Description of the task: Gather every line from the entries below that includes "Serialization".

Listed entries:
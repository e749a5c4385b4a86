use serde_json::Value;

use super::ApiClient;
use crate::error::ClientResult;
use crate::models::ProfissionalFilter;

/// Report formats rendered by the backend.
#[derive(Debug, Clone, Copy, PartialEq, Eq)]
pub enum ReportFormat {
    Pdf,
    Excel,
}

impl ReportFormat {
    pub fn path(self) -> &'static str {
        match self {
            ReportFormat::Pdf => "/relatorios/profissionais/pdf",
            ReportFormat::Excel => "/relatorios/profissionais/excel",
        }
    }

    pub fn extension(self) -> &'static str {
        match self {
            ReportFormat::Pdf => "pdf",
            ReportFormat::Excel => "xlsx",
        }
    }
}

impl std::str::FromStr for ReportFormat {
    type Err = String;

    fn from_str(s: &str) -> Result<Self, Self::Err> {
        match s.trim().to_lowercase().as_str() {
            "pdf" => Ok(ReportFormat::Pdf),
            "excel" | "xlsx" => Ok(ReportFormat::Excel),
            other => Err(format!("formato inválido: {} (use pdf ou excel)", other)),
        }
    }
}

pub struct RelatoriosApi<'a> {
    client: &'a ApiClient,
}

impl<'a> RelatoriosApi<'a> {
    pub(crate) fn new(client: &'a ApiClient) -> Self {
        Self { client }
    }

    pub async fn profissionais(&self, format: ReportFormat, filter: &ProfissionalFilter) -> ClientResult<Vec<u8>> {
        self.client.get_bytes(format.path(), &filter.to_query()).await
    }

    /// Aggregated statistics, passed through untouched.
    pub async fn stats(&self) -> ClientResult<Value> {
        self.client.get_json("/relatorios/estatisticas", &[]).await
    }
}
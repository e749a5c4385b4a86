use super::ApiClient;
use crate::error::ClientResult;
use crate::models::{Cidade, CidadePayload, MessageResponse};

pub struct CidadesApi<'a> {
    client: &'a ApiClient,
}

impl<'a> CidadesApi<'a> {
    pub(crate) fn new(client: &'a ApiClient) -> Self {
        Self { client }
    }

    pub async fn list(&self) -> ClientResult<Vec<Cidade>> {
        self.client.get_json("/cidades", &[]).await
    }

    pub async fn create(&self, payload: &CidadePayload) -> ClientResult<Cidade> {
        payload.validate()?;
        self.client.post_json("/cidades", serde_json::to_value(payload)?).await
    }

    pub async fn update(&self, id: i64, payload: &CidadePayload) -> ClientResult<Cidade> {
        payload.validate()?;
        self.client
            .put_json(&format!("/cidades/{}", id), Some(serde_json::to_value(payload)?))
            .await
    }

    /// Soft delete: the backend marks the city inactive.
    pub async fn delete(&self, id: i64) -> ClientResult<MessageResponse> {
        self.client.delete_json(&format!("/cidades/{}", id), None).await
    }
}
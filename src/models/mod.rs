//! Records exchanged with the backend.
//!
//! Entities are passed through as the backend returns them; the client only
//! checks required fields before submitting.

pub mod auditoria;
pub mod cidade;
pub mod equipamento;
pub mod profissional;
pub mod usuario;

pub use auditoria::{AuditAction, AuditFilter, AuditStats, AuditoriaEntry};
pub use cidade::{Cidade, CidadePayload};
pub use equipamento::{Equipamento, EquipamentoPayload, EquipamentoProfissionais};
pub use profissional::{Profissional, ProfissionalFilter, ProfissionalPayload, StatusFilter};
pub use usuario::{Usuario, UsuarioPayload};

use serde::{Deserialize, Serialize};

/// Active/inactive flag shared by cities and equipment.
#[derive(Debug, Clone, Copy, PartialEq, Eq, Default, Serialize, Deserialize)]
#[serde(rename_all = "lowercase")]
pub enum RecordStatus {
    #[default]
    Ativo,
    Inativo,
}

impl RecordStatus {
    pub fn as_str(self) -> &'static str {
        match self {
            RecordStatus::Ativo => "ativo",
            RecordStatus::Inativo => "inativo",
        }
    }
}

impl std::str::FromStr for RecordStatus {
    type Err = String;

    fn from_str(s: &str) -> Result<Self, Self::Err> {
        match s.trim().to_lowercase().as_str() {
            "ativo" => Ok(RecordStatus::Ativo),
            "inativo" => Ok(RecordStatus::Inativo),
            other => Err(format!("status inválido: {} (use ativo ou inativo)", other)),
        }
    }
}

/// Body of the `{ "message": ... }` acknowledgements returned by deletes.
#[derive(Debug, Clone, Default, Serialize, Deserialize)]
pub struct MessageResponse {
    #[serde(default)]
    pub message: String,
}

/// Push `(key, value)` onto a query list when the value is present and non-blank.
pub(crate) fn push_param(params: &mut Vec<(&'static str, String)>, key: &'static str, value: Option<String>) {
    if let Some(v) = value {
        if !v.trim().is_empty() {
            params.push((key, v));
        }
    }
}

pub(crate) fn is_blank(value: &str) -> bool {
    value.trim().is_empty()
}
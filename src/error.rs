// Client error taxonomy
use serde_json::{json, Value};
use std::collections::HashMap;

use crate::session::AccessLevel;

/// Every failure a page or command can observe.
///
/// `AuthRejected` is handled globally by the gateway (credentials cleared,
/// session reset) and must never be shown as an inline page error.
#[derive(Debug, thiserror::Error)]
pub enum ClientError {
    // No response received
    #[error("{0}")]
    Network(String),

    // 401 from the backend: session invalid or expired
    #[error("{0}")]
    AuthRejected(String),

    // Any other non-2xx response
    #[error("{message}")]
    Backend {
        status: u16,
        message: String,
        body: Option<Value>,
    },

    // Client-side required field checks, raised before any network call
    #[error("{message}")]
    Validation {
        message: String,
        field_errors: Option<HashMap<String, String>>,
    },

    // Action gated by an access level the session does not hold
    #[error("Permissão negada: requer nível {required}")]
    PermissionDenied { required: AccessLevel },

    #[error("Erro de armazenamento: {0}")]
    Storage(#[from] std::io::Error),

    #[error("Erro de serialização: {0}")]
    Serialization(#[from] serde_json::Error),
}

impl ClientError {
    /// Get HTTP status code when the error came from a response
    pub fn status_code(&self) -> Option<u16> {
        match self {
            ClientError::AuthRejected(_) => Some(401),
            ClientError::Backend { status, .. } => Some(*status),
            _ => None,
        }
    }

    /// Message suitable for inline display
    pub fn message(&self) -> String {
        self.to_string()
    }

    /// Get error code for machine-readable output
    pub fn error_code(&self) -> &'static str {
        match self {
            ClientError::Network(_) => "NETWORK_ERROR",
            ClientError::AuthRejected(_) => "AUTH_REJECTED",
            ClientError::Backend { .. } => "BACKEND_ERROR",
            ClientError::Validation { .. } => "VALIDATION_ERROR",
            ClientError::PermissionDenied { .. } => "PERMISSION_DENIED",
            ClientError::Storage(_) => "STORAGE_ERROR",
            ClientError::Serialization(_) => "SERIALIZATION_ERROR",
        }
    }

    /// True for the one error class that must not reach page-level display
    pub fn is_auth_rejected(&self) -> bool {
        matches!(self, ClientError::AuthRejected(_))
    }

    /// Convert to JSON body for `--json` output
    pub fn to_json(&self) -> Value {
        let mut response = json!({
            "success": false,
            "error": self.message(),
            "error_code": self.error_code(),
        });

        match self {
            ClientError::Backend { status, .. } => {
                response["status"] = json!(status);
            }
            ClientError::Validation { field_errors: Some(field_errors), .. } => {
                response["field_errors"] = json!(field_errors);
            }
            ClientError::PermissionDenied { required } => {
                response["required_level"] = json!(required.as_u8());
            }
            _ => {}
        }

        response
    }
}

impl ClientError {
    pub fn network(message: impl Into<String>) -> Self {
        ClientError::Network(message.into())
    }

    pub fn auth_rejected(message: impl Into<String>) -> Self {
        ClientError::AuthRejected(message.into())
    }

    /// Build a backend error, lifting `{"error": "..."}` out of the body when present.
    pub fn backend(status: u16, body: Option<Value>) -> Self {
        let message = body
            .as_ref()
            .and_then(|b| b.get("error"))
            .and_then(Value::as_str)
            .filter(|m| !m.trim().is_empty())
            .map(str::to_string)
            .unwrap_or_else(|| format!("Erro na requisição (HTTP {})", status));

        ClientError::Backend { status, message, body }
    }

    pub fn validation(message: impl Into<String>) -> Self {
        ClientError::Validation {
            message: message.into(),
            field_errors: None,
        }
    }

    pub fn missing_fields(fields: &[&str]) -> Self {
        let field_errors = fields
            .iter()
            .map(|f| (f.to_string(), "Campo obrigatório".to_string()))
            .collect();
        ClientError::Validation {
            message: format!("Campos obrigatórios não preenchidos: {}", fields.join(", ")),
            field_errors: Some(field_errors),
        }
    }

    pub fn permission_denied(required: AccessLevel) -> Self {
        ClientError::PermissionDenied { required }
    }
}

impl From<reqwest::Error> for ClientError {
    fn from(err: reqwest::Error) -> Self {
        if err.is_decode() {
            ClientError::network(format!("Resposta inválida do servidor: {}", err))
        } else {
            ClientError::network(format!("Falha de comunicação com o servidor: {}", err))
        }
    }
}

pub type ClientResult<T> = Result<T, ClientError>;
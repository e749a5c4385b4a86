use serde_json::json;

use super::ApiClient;
use crate::error::{ClientError, ClientResult};
use crate::models::{MessageResponse, Profissional, ProfissionalFilter, ProfissionalPayload};

pub struct ProfissionaisApi<'a> {
    client: &'a ApiClient,
}

impl<'a> ProfissionaisApi<'a> {
    pub(crate) fn new(client: &'a ApiClient) -> Self {
        Self { client }
    }

    pub async fn list(&self, filter: &ProfissionalFilter) -> ClientResult<Vec<Profissional>> {
        self.client.get_json("/profissionais", &filter.to_query()).await
    }

    pub async fn get(&self, id: i64) -> ClientResult<Profissional> {
        self.client.get_json(&format!("/profissionais/{}", id), &[]).await
    }

    pub async fn create(&self, payload: &ProfissionalPayload) -> ClientResult<Profissional> {
        payload.validate()?;
        self.client.post_json("/profissionais", serde_json::to_value(payload)?).await
    }

    pub async fn update(&self, id: i64, payload: &ProfissionalPayload) -> ClientResult<Profissional> {
        payload.validate()?;
        self.client
            .put_json(&format!("/profissionais/{}", id), Some(serde_json::to_value(payload)?))
            .await
    }

    /// Soft-deactivate with a mandatory reason.
    pub async fn deactivate(&self, id: i64, motivo: &str) -> ClientResult<MessageResponse> {
        if motivo.trim().is_empty() {
            return Err(ClientError::validation("Motivo da inativação é obrigatório"));
        }
        self.client
            .delete_json(
                &format!("/profissionais/{}", id),
                Some(json!({ "motivo_inativacao": motivo.trim() })),
            )
            .await
    }

    pub async fn reactivate(&self, id: i64) -> ClientResult<MessageResponse> {
        self.client
            .put_json(&format!("/profissionais/{}/reativar", id), None)
            .await
    }
}
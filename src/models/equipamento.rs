use chrono::NaiveDateTime;
use serde::{Deserialize, Serialize};

use super::{is_blank, Profissional, RecordStatus};
use crate::error::{ClientError, ClientResult};

/// A municipal social-service facility (CRAS, CREAS, CAPS, ...).
#[derive(Debug, Clone, PartialEq, Serialize, Deserialize)]
pub struct Equipamento {
    pub id: i64,
    pub nome: String,
    #[serde(default)]
    pub descricao: Option<String>,
    #[serde(default)]
    pub status: RecordStatus,
    #[serde(default)]
    pub data_cadastro: Option<NaiveDateTime>,
}

#[derive(Debug, Clone, Default, Serialize, Deserialize)]
pub struct EquipamentoPayload {
    pub nome: String,
    #[serde(skip_serializing_if = "Option::is_none")]
    pub descricao: Option<String>,
    pub status: RecordStatus,
}

impl EquipamentoPayload {
    pub fn validate(&self) -> ClientResult<()> {
        if is_blank(&self.nome) {
            return Err(ClientError::missing_fields(&["nome"]));
        }
        Ok(())
    }
}

/// Response of `GET /equipamentos/:id/profissionais`.
#[derive(Debug, Clone, Serialize, Deserialize)]
pub struct EquipamentoProfissionais {
    pub equipamento: Equipamento,
    #[serde(default)]
    pub profissionais: Vec<Profissional>,
}
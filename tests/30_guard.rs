mod common;

use anyhow::Result;
use common::{FakeBackend, Harness};
use rstest::rstest;

use profissionais_admin::cli::CliContext;
use profissionais_admin::config::AppConfig;
use profissionais_admin::error::ClientError;
use profissionais_admin::guard::{GuardOutcome, Navigator, Route, RouteGuard};
use profissionais_admin::session::{AccessLevel, Session, SessionState, SessionUser};
use profissionais_admin::views::CidadesPage;

fn state(level: AccessLevel) -> SessionState {
    SessionState::Authenticated(Session::new(
        "tok",
        SessionUser {
            id: 9,
            nome_completo: "Teste".to_string(),
            email: "teste@sistema.com".to_string(),
            nivel_acesso: level,
            cidade_id: None,
            data_cadastro: None,
        },
    ))
}

#[rstest]
fn higher_levels_reach_everything_lower_levels_reach(
    #[values(
        Route::Dashboard,
        Route::Profissionais,
        Route::ProfissionalNovo,
        Route::ProfissionalEditar(4),
        Route::Equipamentos,
        Route::Cidades,
        Route::Usuarios,
        Route::Auditoria
    )]
    route: Route,
    #[values(AccessLevel::Visualizacao, AccessLevel::Editor, AccessLevel::AdminCidade)] level: AccessLevel,
) {
    let lower = RouteGuard::evaluate(&route, &state(level));
    if lower == GuardOutcome::Render(route) {
        for higher in AccessLevel::ALL.into_iter().filter(|l| *l > level) {
            assert_eq!(RouteGuard::evaluate(&route, &state(higher)), GuardOutcome::Render(route));
        }
    }
}

#[rstest]
#[case(Route::Cidades, AccessLevel::Editor, false)]
#[case(Route::Cidades, AccessLevel::AdminCidade, true)]
#[case(Route::ProfissionalNovo, AccessLevel::Visualizacao, false)]
#[case(Route::ProfissionalNovo, AccessLevel::Editor, true)]
#[case(Route::Auditoria, AccessLevel::AdminGlobal, true)]
#[case(Route::Equipamentos, AccessLevel::Visualizacao, true)]
fn route_levels(#[case] route: Route, #[case] level: AccessLevel, #[case] allowed: bool) {
    let outcome = RouteGuard::evaluate(&route, &state(level));
    assert_eq!(outcome == GuardOutcome::Render(route), allowed, "{} at {}", route, level);
}

#[tokio::test]
async fn viewer_is_denied_in_place() -> Result<()> {
    let backend = FakeBackend::start().await?;
    let h = Harness::new(&backend)?;
    assert!(h
        .session
        .login(&h.api, common::VIEWER_EMAIL, common::VIEWER_PASSWORD)
        .await
        .is_success());

    let mut navigator = Navigator::new(h.session.clone());
    navigator.navigate(Route::Dashboard);
    let outcome = navigator.navigate(Route::Cidades);

    assert_eq!(
        outcome,
        GuardOutcome::AccessDenied {
            route: Route::Cidades,
            required: AccessLevel::AdminCidade
        }
    );
    // Location is unchanged and the session survives
    assert_eq!(navigator.location(), Some(Route::Cidades));
    assert!(h.session.is_authenticated());

    // The page refuses without reaching the backend
    let before = backend.recorded.authorization_headers().len();
    let err = CidadesPage::new(&h.api).list().await.unwrap_err();
    assert!(matches!(err, ClientError::PermissionDenied { required: AccessLevel::AdminCidade }));
    assert_eq!(backend.recorded.authorization_headers().len(), before);
    Ok(())
}

#[tokio::test]
async fn logout_sends_navigator_to_login() -> Result<()> {
    let backend = FakeBackend::start().await?;
    let h = Harness::new(&backend)?;
    h.session
        .login(&h.api, common::ADMIN_EMAIL, common::ADMIN_PASSWORD)
        .await;

    let mut navigator = Navigator::new(h.session.clone());
    assert_eq!(navigator.navigate(Route::Usuarios), GuardOutcome::Render(Route::Usuarios));
    assert_eq!(navigator.menu().len(), 6);

    h.session.logout();
    assert!(navigator.session_changed());
    assert_eq!(navigator.refresh(), GuardOutcome::Render(Route::Login));
    assert!(navigator.menu().is_empty());
    Ok(())
}

#[tokio::test]
async fn cli_context_enforces_route_levels() -> Result<()> {
    let backend = FakeBackend::start().await?;
    let h = Harness::new(&backend)?;
    h.session
        .login(&h.api, common::EDITOR_EMAIL, common::EDITOR_PASSWORD)
        .await;

    let mut ctx = CliContext::with_session(AppConfig::with_base_url(&backend.api_url), h.session.clone())?;
    ctx.enter(Route::ProfissionalNovo)?;

    let err = ctx.enter(Route::Usuarios).unwrap_err();
    let client_err = err.downcast_ref::<ClientError>().expect("permission error");
    assert_eq!(client_err.error_code(), "PERMISSION_DENIED");

    h.session.logout();
    assert!(ctx.enter(Route::Dashboard).is_err());
    assert_eq!(ctx.navigator.location(), Some(Route::Login));
    Ok(())
}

Solution to this problem:
    Serialization(#[from] serde_json::Error),
            ClientError::Serialization(_) => "SERIALIZATION_ERROR",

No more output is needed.